An Effective 3D Thermal Network Integrated with Deep Learning for Improved Prediction of the 3D Thermal Properties of Complex Packaging Patterns

As patterns on semiconductor packages become more complex and extend into three dimensions, it becomes increasingly difficult to accurately determine the thermal properties of the package. Heat transfer simulation based on the original resolution of the pattern is limited in practicality due to the high computational cost. In this study, we developed a compact model based on effective thermal conductivity (ETC) that can be applied to 3D packages with complex pattern. The model consists of a thermal network using ETC, and it is designed to reflect more diverse thermal properties by introducing diagonal ETC in addition to the existing orthogonal ETC. The proposed compact model accurately predicts the thermal properties of the 3D package with an error within 1% compared to the original detailed model, and the temperature distribution is also predicted with high accuracy. In addition, the total time from simulation file generation to simulation and post-processing was reduced by about 90% compared to the detailed model, demonstrating excellent computational efficiency while maintaining high prediction accuracy.

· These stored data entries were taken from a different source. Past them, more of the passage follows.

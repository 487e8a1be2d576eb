//! Apply worker: drains the commit queue, packs each
//! transaction into the journal ring's wire format, hands the blocks to the
//! SSD, then polls the SSD's apply pointer to learn which transactions have
//! actually landed so their replace-protect pins can be released.

use crate::fsm::MetaLock;
use crate::journal::commit::CommitQueue;
use crate::journal::{compact, pack};
use crate::replace_protect::{ReplaceProtectManager, TxReplaceProtect};
use device::{Device, Lpa};
use std::sync::{Arc, Mutex};
use std::time::Duration;

/// One packed-and-submitted transaction awaiting SSD application.
struct InFlight {
    tx_id: u64,
    start_lpa: Lpa,
    nblocks: u32,
}

struct Ring {
    /// LPA of the first not-yet-applied block, mirrored from the SSD.
    head_lpa: Lpa,
    /// LPA the next write will land at.
    tail_lpa: Lpa,
    region_start: Lpa,
    region_blocks: u32,
    in_flight: Vec<InFlight>,
}

impl Ring {
    fn available(&self) -> u32 {
        let used = (self.tail_lpa + self.region_blocks - self.head_lpa) % self.region_blocks;
        self.region_blocks - used
    }

    fn advance_tail(&mut self, nblocks: u32) {
        self.tail_lpa = self.region_start + (self.tail_lpa - self.region_start + nblocks) % self.region_blocks;
    }
}

/// Drives one commit-queue container through submission and applies polling.
/// `sm` and `rp` are taken as locked handles so the worker can run on its
/// own thread alongside API-serving threads that also touch the super
/// manager under `fs_meta_lock` (modeled here as the passed-in mutex).
pub struct ApplyWorker {
    queue: Arc<CommitQueue>,
    device: Arc<dyn Device>,
    meta: Arc<Mutex<MetaLock>>,
    rp: Arc<ReplaceProtectManager>,
    ring: Mutex<Ring>,
    poll_interval: Duration,
}

impl ApplyWorker {
    pub fn new(
        queue: Arc<CommitQueue>,
        device: Arc<dyn Device>,
        meta: Arc<Mutex<MetaLock>>,
        rp: Arc<ReplaceProtectManager>,
        poll_interval: Duration,
    ) -> Self {
        let (region_start, region_blocks, head_lpa) = {
            let guard = meta.lock().unwrap();
            let sb = guard.sm.sb();
            (sb.journal_start_lpa, sb.journal_block_count, sb.journal_start_lpa)
        };
        let head_lpa = device.get_metajournal_head().unwrap_or(head_lpa as u64) as u32;
        Self {
            queue,
            device,
            meta,
            rp,
            ring: Mutex::new(Ring { head_lpa, tail_lpa: head_lpa, region_start, region_blocks, in_flight: vec![] }),
            poll_interval,
        }
    }

    /// Submits one transaction: compacts, packs, and writes it to the
    /// journal ring, provided enough space is free. Returns `false` (and
    /// leaves the container for a later retry by the caller) if the ring
    /// has no room yet — the caller should drain applied transactions via
    /// [`Self::poll_applied`] and retry.
    pub fn submit_one(&self, tx_id: u64, journal: &crate::journal::CompactedJournal) -> anyhow::Result<bool> {
        let blocks = pack(journal);
        let mut ring = self.ring.lock().unwrap();
        if ring.available() < blocks.len() as u32 {
            return Ok(false);
        }
        let start_lpa = ring.tail_lpa;
        for (i, block) in blocks.iter().enumerate() {
            let lpa = ring.region_start + (start_lpa - ring.region_start + i as u32) % ring.region_blocks;
            self.device.write_block(lpa, block)?;
        }
        self.device.update_metajournal_tail(start_lpa, blocks.len() as u32)?;
        ring.advance_tail(blocks.len() as u32);
        ring.in_flight.push(InFlight { tx_id, start_lpa, nblocks: blocks.len() as u32 });
        Ok(true)
    }

    /// Polls the SSD's apply pointer and notifies the replace-protect
    /// manager for every in-flight transaction the SSD has now applied.
    /// Transactions apply in submission order, so a single head comparison
    /// per in-flight entry, front to back, is sufficient.
    pub fn poll_applied(&self) -> anyhow::Result<()> {
        let head = self.device.get_metajournal_head()? as u32;
        let mut ring = self.ring.lock().unwrap();
        ring.head_lpa = head;
        while let Some(first) = ring.in_flight.first() {
            let end = ring.region_start + (first.start_lpa - ring.region_start + first.nblocks) % ring.region_blocks;
            if !lpa_has_passed(ring.region_start, ring.region_blocks, first.start_lpa, end, head) {
                break;
            }
            let applied = ring.in_flight.remove(0);
            let mut meta = self.meta.lock().unwrap();
            self.rp.on_applied(&mut meta, applied.tx_id);
        }
        Ok(())
    }

    /// Runs forever: waits for commit-queue work, submits it (retrying
    /// after a poll if the ring is momentarily full), then polls on a
    /// timer while anything remains in flight. Intended to run on its own
    /// thread (spawned by `FileSystemManager`); `run_once` below is the
    /// step used directly by tests.
    pub fn run_forever(&self, shutdown: &std::sync::atomic::AtomicBool) {
        use std::sync::atomic::Ordering;
        while !shutdown.load(Ordering::SeqCst) {
            if let Some(container) = self.queue.try_pop() {
                self.run_one(container);
            } else {
                std::thread::sleep(self.poll_interval);
                let _ = self.poll_applied();
            }
        }
        while let Some(container) = self.queue.try_pop() {
            self.run_one(container);
        }
        while !self.rp.is_empty() {
            std::thread::sleep(self.poll_interval);
            let _ = self.poll_applied();
        }
    }

    /// Compacts, registers the replace-protect record (pinning its
    /// handles), submits, and polls once to pick up whatever the device
    /// already applied synchronously.
    fn run_one(&self, container: crate::journal::JournalContainer) {
        let tx_id = container.tx_id;
        let compacted = compact(&container);
        {
            let mut meta = self.meta.lock().unwrap();
            self.rp.push(
                &mut meta,
                TxReplaceProtect {
                    tx_id,
                    journal: crate::journal::CompactedJournal {
                        sit: compacted.sit.clone(),
                        nat: compacted.nat.clone(),
                        super_: compacted.super_.clone(),
                    },
                    uncommit_node_segs: container.uncommit_node_segs,
                    uncommit_data_segs: container.uncommit_data_segs,
                    dirty_nodes: container.dirty_nodes,
                    dirty_dentries: container.dirty_dentries,
                },
            );
        }
        loop {
            match self.submit_one(tx_id, &compacted) {
                Ok(true) => break,
                Ok(false) => {
                    std::thread::sleep(self.poll_interval);
                    let _ = self.poll_applied();
                }
                Err(_) => break,
            }
        }
        let _ = self.poll_applied();
    }
}

/// Whether the SSD's apply head has advanced past `[start, end)` within a
/// wrapping ring of `region_blocks` slots starting at `region_start`.
fn lpa_has_passed(region_start: Lpa, region_blocks: u32, start: Lpa, end: Lpa, head: Lpa) -> bool {
    let norm = |lpa: Lpa| (lpa + region_blocks - region_start) % region_blocks;
    let head_off = norm(head);
    let end_off = norm(end);
    let start_off = norm(start);
    if end_off == start_off {
        return true; // zero-length submission
    }
    if start_off < end_off {
        head_off >= end_off || head_off < start_off
    } else {
        head_off >= end_off && head_off < start_off
    }
}

#[cfg(test)]
mod tests {
    use super::*;
    use crate::journal::JournalContainer;
    use crate::super_mgr::SuperManager;
    use device::memory::MemoryDevice;
    use device::wire::SitEntryOnDisk;

    fn fresh() -> (Arc<dyn Device>, Arc<Mutex<MetaLock>>, Arc<CommitQueue>, Arc<ReplaceProtectManager>) {
        let dev: Arc<dyn Device> = Arc::new(MemoryDevice::format(4, 16));
        let sm = SuperManager::mount(dev.clone(), 16).unwrap();
        let meta = Arc::new(Mutex::new(MetaLock {
            sm,
            nodes: crate::cache::node::NodeCache::new(16),
            dirdata: crate::cache::dirdata::DirDataCache::new(16),
            dentry: crate::cache::dentry::DentryCache::new(16),
        }));
        (dev, meta, Arc::new(CommitQueue::new()), Arc::new(ReplaceProtectManager::new()))
    }

    #[test]
    fn submit_then_poll_releases_replace_protect() {
        let (dev, meta, queue, rp) = fresh();
        let worker = ApplyWorker::new(queue.clone(), dev, meta, rp.clone(), Duration::from_millis(1));
        let mut c = JournalContainer::default();
        c.push_sit(1, SitEntryOnDisk::default());
        let tx_id = queue.commit(c);
        let container = queue.wait_pop();
        assert_eq!(container.tx_id, tx_id);
        worker.run_one(container);
        assert!(rp.is_empty(), "in-process device applies synchronously, so one poll should drain it");
    }

    #[test]
    fn multiple_transactions_apply_in_order() {
        let (dev, meta, queue, rp) = fresh();
        let worker = ApplyWorker::new(queue.clone(), dev, meta, rp.clone(), Duration::from_millis(1));
        for _ in 0..3 {
            let mut c = JournalContainer::default();
            c.push_sit(1, SitEntryOnDisk::default());
            queue.commit(c);
        }
        while let Some(container) = queue.try_pop() {
            worker.run_one(container);
        }
        assert!(rp.is_empty());
    }
}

Furthermore, experimental validation using Peltier devices confirmed the validity of the simulation results. We have demonstrated that the in-plane and through-plane ETCs of the unit cells can be predicted with high accuracy by utilizing material distribution image-based data, 2D convolution neural network (CNN), and 3D CNN, which enables us to quickly obtain thermal property maps of new packages without additional simulations. The proposed model can be used to quickly analyze the thermal behavior of 3D packages with complex patterns, and is expected to provide high efficiency in terms of time and computational cost during the design and test stage.